Autour de ces connaissances, un nouvel axe de recherche appelé Cancer Driver Interception s’est développé, ce qui représente la possibilité de personnaliser la prévention primaire. Tout comme nous pouvons contrôler la tension artérielle et le taux de cholestérol dans les maladies cardiovasculaires, nous pouvons aujourd'hui vérifier et surveiller les mutations qui conduisent à l'apparition de tumeurs – explique-t-il. Giuseppe Mucci, Président de Bioscience Foundation – Il s'agit d'une approche potentiellement capable d'« intercepter » l'histoire naturelle de la progression tumorale avant même l'apparition de la maladie ; approche qui nécessite naturellement des études de confirmation et de validation sur des données de grande population, mais qui gagne de plus en plus de terrain dans le domaine de l'oncologie ».

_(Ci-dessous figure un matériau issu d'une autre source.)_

#[cfg(test)]
mod tests {
    use super::*;
    use std::sync::atomic::{AtomicUsize, Ordering};
    use async_trait::async_trait;
    use chrono::{DateTime, Utc};
    use crate::config::AuthProvider;
    use crate::domain::entities::users::Role;
    use crate::domain::models::oauth::ProviderProfile;
    use crate::errors::errors::StorageError;
    use crate::repositories::users::InMemoryUserStore;
    use crate::services::auth::password_hasher::BcryptHasher;

    fn identity(provider: AuthProvider, external_id: &str, email: &str, name: &str) -> ExternalIdentity {
        ExternalIdentity::new(
            provider,
            ProviderProfile::new(external_id, email, Some(name.to_string())),
        )
        .unwrap()
    }

    fn seeded_user(provider: AuthProvider, client_id: Option<&str>, email: &str) -> User {
        let mut user = NewUser::for_provider(
            provider,
            ProviderProfile::new(client_id.unwrap_or("seed"), email, Some("Seed".to_string())),
            "seed-hash".to_string(),
        )
        .unwrap()
        .into_user(format!("id-{}", email));
        user.client_id = client_id.map(str::to_string);
        user
    }

    fn resolver(store: Arc<dyn UserStore>, policy: AccountLinkPolicy) -> IdentityResolver {
        IdentityResolver::new(store, Arc::new(BcryptHasher::new(4)), policy)
    }

    #[actix_web::test]
    async fn test_new_identity_is_provisioned() {
        let store = Arc::new(InMemoryUserStore::new());
        let resolver = resolver(store.clone(), AccountLinkPolicy::EmailOnly);

        let resolution = resolver
            .resolve_with_outcome(&identity(AuthProvider::Google, "g123", "a@x.com", "Ann"))
            .await
            .unwrap();
        let user = resolution.user;

        assert_eq!(resolution.outcome, ResolutionOutcome::Provisioned);
        assert_eq!(user.provider, AuthProvider::Google);
        assert_eq!(user.client_id.as_deref(), Some("g123"));
        assert_eq!(user.email, "a@x.com");
        assert_eq!(user.display_name, "Ann");
        assert!(user.roles().contains(&Role::User));
        assert!(!user.is_verified);
        assert_eq!(store.len(), 1);
        assert_eq!(store.write_count(), 1);
    }

    #[actix_web::test]
    async fn test_provisioned_password_is_a_hash_of_random_value() {
        let store = Arc::new(InMemoryUserStore::new());
        let hasher = Arc::new(BcryptHasher::new(4));
        let resolver = IdentityResolver::new(store, hasher.clone(), AccountLinkPolicy::EmailOnly);

        let a = resolver.resolve(&identity(AuthProvider::Google, "g1", "a@x.com", "A")).await.unwrap();
        let b = resolver.resolve(&identity(AuthProvider::Google, "g2", "b@x.com", "B")).await.unwrap();

        assert!(a.password_hash.starts_with("$2"));
        assert!(!hasher.verify("test", &a.password_hash));
        assert_ne!(a.password_hash, b.password_hash);
    }

    #[actix_web::test]
    async fn test_external_id_match_returns_existing_unchanged() {
        let existing = seeded_user(AuthProvider::Google, Some("g123"), "old@x.com");
        let store = Arc::new(InMemoryUserStore::with_users([existing.clone()]));
        let resolver = resolver(store.clone(), AccountLinkPolicy::AttachWhenUnbound);

        let resolution = resolver
            .resolve_with_outcome(&identity(AuthProvider::Google, "g123", "new@x.com", "Other"))
            .await
            .unwrap();

        assert_eq!(resolution.outcome, ResolutionOutcome::ExternalIdMatch);
        assert_eq!(resolution.user, existing);
        assert_eq!(resolution.user.email, "old@x.com");
        assert_eq!(store.len(), 1);
        assert_eq!(store.write_count(), 0);
    }

    #[actix_web::test]
    async fn test_email_match_returns_existing_without_writes() {
        let existing = seeded_user(AuthProvider::GitHub, Some("42"), "a@x.com");
        let store = Arc::new(InMemoryUserStore::with_users([existing.clone()]));
        let resolver = resolver(store.clone(), AccountLinkPolicy::EmailOnly);

        let resolution = resolver
            .resolve_with_outcome(&identity(AuthProvider::Google, "g-new", "A@X.com", "Ann"))
            .await
            .unwrap();

        assert_eq!(resolution.outcome, ResolutionOutcome::EmailMatch);
        assert_eq!(resolution.user, existing);
        assert_eq!(store.write_count(), 0);
    }

    #[actix_web::test]
    async fn test_email_only_policy_does_not_link_unbound_account() {
        let existing = seeded_user(AuthProvider::Google, None, "a@x.com");
        let store = Arc::new(InMemoryUserStore::with_users([existing.clone()]));
        let resolver = resolver(store.clone(), AccountLinkPolicy::EmailOnly);

        let user = resolver.resolve(&identity(AuthProvider::Google, "g9", "a@x.com", "Ann")).await.unwrap();

        assert!(user.client_id.is_none());
        assert_eq!(store.write_count(), 0);
    }

    #[actix_web::test]
    async fn test_attach_policy_links_unbound_same_provider_account() {
        let existing = seeded_user(AuthProvider::Google, None, "a@x.com");
        let store = Arc::new(InMemoryUserStore::with_users([existing.clone()]));
        let resolver = resolver(store.clone(), AccountLinkPolicy::AttachWhenUnbound);

        let resolution = resolver
            .resolve_with_outcome(&identity(AuthProvider::Google, "g9", "a@x.com", "Ann"))
            .await
            .unwrap();

        assert_eq!(resolution.outcome, ResolutionOutcome::Linked);
        assert_eq!(resolution.user.id, existing.id);
        assert_eq!(resolution.user.client_id.as_deref(), Some("g9"));

        // 다음 로그인은 외부 id로 바로 일치
        let again = resolver
            .resolve_with_outcome(&identity(AuthProvider::Google, "g9", "a@x.com", "Ann"))
            .await
            .unwrap();
        assert_eq!(again.outcome, ResolutionOutcome::ExternalIdMatch);
        assert_eq!(store.len(), 1);
    }

    #[actix_web::test]
    async fn test_attach_policy_skips_other_provider_account() {
        let existing = seeded_user(AuthProvider::GitHub, None, "a@x.com");
        let store = Arc::new(InMemoryUserStore::with_users([existing.clone()]));
        let resolver = resolver(store.clone(), AccountLinkPolicy::AttachWhenUnbound);

        let resolution = resolver
            .resolve_with_outcome(&identity(AuthProvider::Google, "g9", "a@x.com", "Ann"))
            .await
            .unwrap();

        assert_eq!(resolution.outcome, ResolutionOutcome::EmailMatch);
        assert!(resolution.user.client_id.is_none());
        assert_eq!(store.write_count(), 0);
    }

    /// 조회는 항상 실패하고 생성 호출 수를 센다
    #[derive(Default)]
    struct UnavailableStore {
        creates: AtomicUsize,
    }

    #[async_trait]
    impl UserStore for UnavailableStore {
        async fn find_by_external_id(&self, _: AuthProvider, _: &str) -> Result<Option<User>, StorageError> {
            Err(StorageError::Unavailable("connection refused".to_string()))
        }

        async fn find_by_email(&self, _: &str) -> Result<Option<User>, StorageError> {
            Err(StorageError::Unavailable("connection refused".to_string()))
        }

        async fn create(&self, _: NewUser) -> Result<User, StorageError> {
            self.creates.fetch_add(1, Ordering::SeqCst);
            Err(StorageError::Unavailable("connection refused".to_string()))
        }

        async fn attach_external_id(&self, _: &str, _: &str) -> Result<Option<User>, StorageError> {
            Ok(None)
        }

        async fn touch_last_login(&self, _: &str, _: DateTime<Utc>) -> Result<Option<User>, StorageError> {
            Ok(None)
        }
    }

    #[actix_web::test]
    async fn test_query_failure_is_propagated_without_creating() {
        let store = Arc::new(UnavailableStore::default());
        let resolver = resolver(store.clone(), AccountLinkPolicy::EmailOnly);

        let err = resolver
            .resolve(&identity(AuthProvider::Google, "g1", "a@x.com", "Ann"))
            .await
            .unwrap_err();

        assert!(matches!(err, IdentityResolutionError::Storage(StorageError::Unavailable(_))));
        assert_eq!(store.creates.load(Ordering::SeqCst), 0);
    }

    /// 두 요청이 모두 조회를 마친 뒤에야 생성이 진행되도록 막는 저장소
    struct RacingStore {
        inner: InMemoryUserStore,
        barrier: tokio::sync::Barrier,
    }

    #[async_trait]
    impl UserStore for RacingStore {
        async fn find_by_external_id(&self, provider: AuthProvider, id: &str) -> Result<Option<User>, StorageError> {
            self.inner.find_by_external_id(provider, id).await
        }

        async fn find_by_email(&self, email: &str) -> Result<Option<User>, StorageError> {
            self.inner.find_by_email(email).await
        }

        async fn create(&self, user: NewUser) -> Result<User, StorageError> {
            self.barrier.wait().await;
            self.inner.create(user).await
        }

        async fn attach_external_id(&self, user_id: &str, id: &str) -> Result<Option<User>, StorageError> {
            self.inner.attach_external_id(user_id, id).await
        }

        async fn touch_last_login(&self, user_id: &str, at: DateTime<Utc>) -> Result<Option<User>, StorageError> {
            self.inner.touch_last_login(user_id, at).await
        }
    }

    #[tokio::test]
    async fn test_concurrent_first_logins_create_exactly_one_user() {
        let store = Arc::new(RacingStore {
            inner: InMemoryUserStore::new(),
            barrier: tokio::sync::Barrier::new(2),
        });
        let resolver = resolver(store.clone(), AccountLinkPolicy::EmailOnly);
        let incoming = identity(AuthProvider::Google, "g-race", "race@x.com", "Racer");

        let (first, second) = tokio::join!(
            resolver.resolve_with_outcome(&incoming),
            resolver.resolve_with_outcome(&incoming),
        );
        let (first, second) = (first.unwrap(), second.unwrap());

        assert_eq!(store.inner.len(), 1);
        assert_eq!(first.user.id, second.user.id);
        assert_eq!(first.user.client_id.as_deref(), Some("g-race"));
        assert_eq!(second.user.client_id.as_deref(), Some("g-race"));

        let mut outcomes = vec![first.outcome, second.outcome];
        outcomes.sort_by_key(|o| *o == ResolutionOutcome::Provisioned);
        assert_eq!(
            outcomes,
            vec![ResolutionOutcome::ConcurrentlyProvisioned, ResolutionOutcome::Provisioned]
        );
    }

    /// 생성은 항상 유니크 충돌, 재조회해도 아무것도 없는 저장소
    struct PhantomConflictStore;

    #[async_trait]
    impl UserStore for PhantomConflictStore {
        async fn find_by_external_id(&self, _: AuthProvider, _: &str) -> Result<Option<User>, StorageError> {
            Ok(None)
        }

        async fn find_by_email(&self, _: &str) -> Result<Option<User>, StorageError> {
            Ok(None)
        }

        async fn create(&self, _: NewUser) -> Result<User, StorageError> {
            Err(StorageError::UniqueViolation("email".to_string()))
        }

        async fn attach_external_id(&self, _: &str, _: &str) -> Result<Option<User>, StorageError> {
            Ok(None)
        }

        async fn touch_last_login(&self, _: &str, _: DateTime<Utc>) -> Result<Option<User>, StorageError> {
            Ok(None)
        }
    }

    #[actix_web::test]
    async fn test_conflict_without_visible_record_is_an_error() {
        let resolver = resolver(Arc::new(PhantomConflictStore), AccountLinkPolicy::EmailOnly);

        let err = resolver
            .resolve(&identity(AuthProvider::Google, "g1", "a@x.com", "Ann"))
            .await
            .unwrap_err();

        assert_eq!(
            err,
            IdentityResolutionError::ConflictNotVisible { external_id: "g1".to_string() }
        );
    }
}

Sans laisser derrière nous ceux qui ont déjà eu un cancer
Aujourd'hui, en Italie, plus de 830 000 femmes ont reçu un diagnostic de cancer. « La plupart d'entre eux ont une excellente qualité de vie, mais trop d'anciens patients recommencent à fumer, consomment de l'alcool de manière excessive, ne pratiquent aucune activité physique – rappellent-ils. Anna Maria Mancuso de la santé des femmes et Adèle Patrini par Europa Donna Italia – En tant qu'associations de patients, nous nous engageons à sensibiliser sur ces questions, en réitérant également le rôle fondamental de la réadaptation psycho-oncologique, du retour à une vie professionnelle et émotionnelle normale, dans le but d'éviter l'apparition de rechutes. Ces actions doivent être systématisées. » Prévention primaire – conclut-il Gabriella Pravettoniprofesseur de psychologie cognitive et décisionnelle à l'Université de Milan – implique également un soutien psychologique et social, qui aide à contenir les états d'anxiété et de stress et à modifier les modes de vie ».